HiconAgent: History Context-aware Policy Optimization for GUI Agents

Imagine you are trying to teach a robot to navigate a smartphone or a computer screen to complete a task, like booking a flight or buying shoes. This robot is powered by a "brain" (an AI model) that looks at the screen, reads your instructions, and decides what to click next.

The problem is that these tasks often take many steps. To make good decisions, the robot needs to remember what happened in the past (the "history"). But here's the catch: remembering everything is a double-edged sword.

If the robot remembers too little: It forgets where it started or what it just did, leading to confusion (e.g., typing the destination city instead of the departure city).
If the robot remembers too much: It gets overwhelmed. It tries to look at every single screenshot from the last 10 minutes, which slows it down to a crawl and confuses it with irrelevant details (like a student trying to read a whole textbook to answer one specific question).

HiconAgent is a new, smarter way to train these robots. The researchers call it History Context-aware Policy Optimization (HCPO). Think of it as teaching the robot how to remember, rather than just forcing it to remember everything.

Here is how it works, broken down into two simple tricks:

1. The "Dynamic Context Sampling" (The Flexible Memory)

The Analogy: Imagine a student taking a test.

Old Way: The teacher forces the student to look at the last 5 pages of their notes for every single question, even if the answer is right in front of them on the current page. This wastes time and causes distraction.
HiconAgent's Way: The teacher tells the student, "For some questions, just look at the current page. For others, glance back 1 page. For the really hard ones, look back 3 pages."
How it works: During training, the robot is randomly given different amounts of history (0 steps, 1 step, or 2 steps back). It learns to figure out: "Hey, for this specific step, I only need to remember what I did 10 seconds ago. For that other step, I need to remember what I did 2 minutes ago." It learns to be flexible, using just the right amount of memory for the job.

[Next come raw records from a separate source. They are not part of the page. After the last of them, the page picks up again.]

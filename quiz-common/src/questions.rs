//! Fixed question bank
//!
//! Five questions, each offering one option per personality type. Question
//! order does not affect scoring; only the frequency of chosen tags does.

use serde::Serialize;

use crate::personality::PersonalityType::{self, Analyst, Builder, Connector, Visionary};

/// Number of questions in a complete quiz
pub const QUESTION_COUNT: usize = 5;

/// A single answer option
#[derive(Debug, Clone, Serialize)]
pub struct AnswerOption {
    pub text: &'static str,
    #[serde(rename = "type")]
    pub personality_type: PersonalityType,
}

/// A quiz question with its four options
#[derive(Debug, Clone, Serialize)]
pub struct Question {
    pub id: u32,
    pub question: &'static str,
    pub options: [AnswerOption; 4],
}

const fn option(text: &'static str, personality_type: PersonalityType) -> AnswerOption {
    AnswerOption {
        text,
        personality_type,
    }
}

/// The question bank, in presentation order
pub static QUESTIONS: [Question; QUESTION_COUNT] = [
    Question {
        id: 1,
        question: "When starting a new project, you prefer to:",
        options: [
            option("Jump right in and start building", Builder),
            option("Think about the big picture and long-term vision", Visionary),
            option("Discuss it with others and gather feedback", Connector),
            option("Research thoroughly and analyze all aspects", Analyst),
        ],
    },
    Question {
        id: 2,
        question: "In a team setting, you're most likely to:",
        options: [
            option("Take charge of implementation details", Builder),
            option("Share innovative ideas and possibilities", Visionary),
            option("Focus on team dynamics and making sure everyone is heard", Connector),
            option("Evaluate different approaches and identify potential issues", Analyst),
        ],
    },
    Question {
        id: 3,
        question: "When you hear about a new blockchain technology, you first:",
        options: [
            option("Try to build something with it right away", Builder),
            option("Imagine all the potential applications", Visionary),
            option("Share it with your network and discuss possibilities", Connector),
            option("Research how it works and its technical merits", Analyst),
        ],
    },
    Question {
        id: 4,
        question: "Your ideal Web3 project would be:",
        options: [
            option("A practical tool that solves a specific problem", Builder),
            option("Something revolutionary that changes how people think", Visionary),
            option("A platform that brings people together in new ways", Connector),
            option("A system with elegant design and technical excellence", Analyst),
        ],
    },
    Question {
        id: 5,
        question: "When faced with a challenge, you typically:",
        options: [
            option("Roll up your sleeves and work until you solve it", Builder),
            option("Step back and think of creative, unconventional solutions", Visionary),
            option("Reach out to others who might help or collaborate", Connector),
            option("Break it down into smaller parts and analyze each component", Analyst),
        ],
    },
];

#[cfg(test)]
mod tests {
    use super::*;

    #[test]
    fn test_every_question_offers_each_type_once() {
        for q in QUESTIONS.iter() {
            for tag in PersonalityType::ALL {
                let n = q.options.iter().filter(|o| o.personality_type == tag).count();
                assert_eq!(n, 1, "question {} offers {} {} times", q.id, tag, n);
            }
        }
    }

    #[test]
    fn test_ids_are_sequential() {
        let ids: Vec<u32> = QUESTIONS.iter().map(|q| q.id).collect();
        assert_eq!(ids, vec![1, 2, 3, 4, 5]);
    }

    #[test]
    fn test_option_serializes_type_field() {
        let json = serde_json::to_value(&QUESTIONS[0].options[2]).unwrap();
        assert_eq!(json["type"], "connector");
        assert!(json["text"].as_str().unwrap().starts_with("Discuss"));
    }
}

2. The "Anchor-Guided History Compression" (The Highlighter)

The Analogy: Imagine you are reading a long, boring transcript of a conversation.

Old Way: You try to read every single word spoken by everyone, including the "umms," "ahhs," and descriptions of the room. It's exhausting.
HiconAgent's Way: You use a highlighter. You realize that while the visuals (the screenshots) are huge and heavy, the actions (what the user clicked or typed) are the most important "anchors."
How it works: The robot is taught to keep the action history (e.g., "I clicked 'Login'") but to drop the visual history (the actual screenshots of the login screen) after a certain point.
- Think of the action as a bookmark. Even if you throw away the old pages of the book, if you keep the bookmark, you know exactly where you were.
- The robot keeps the "bookmarks" (actions) but deletes the heavy "pages" (screenshots) to save energy and speed, while still knowing the context.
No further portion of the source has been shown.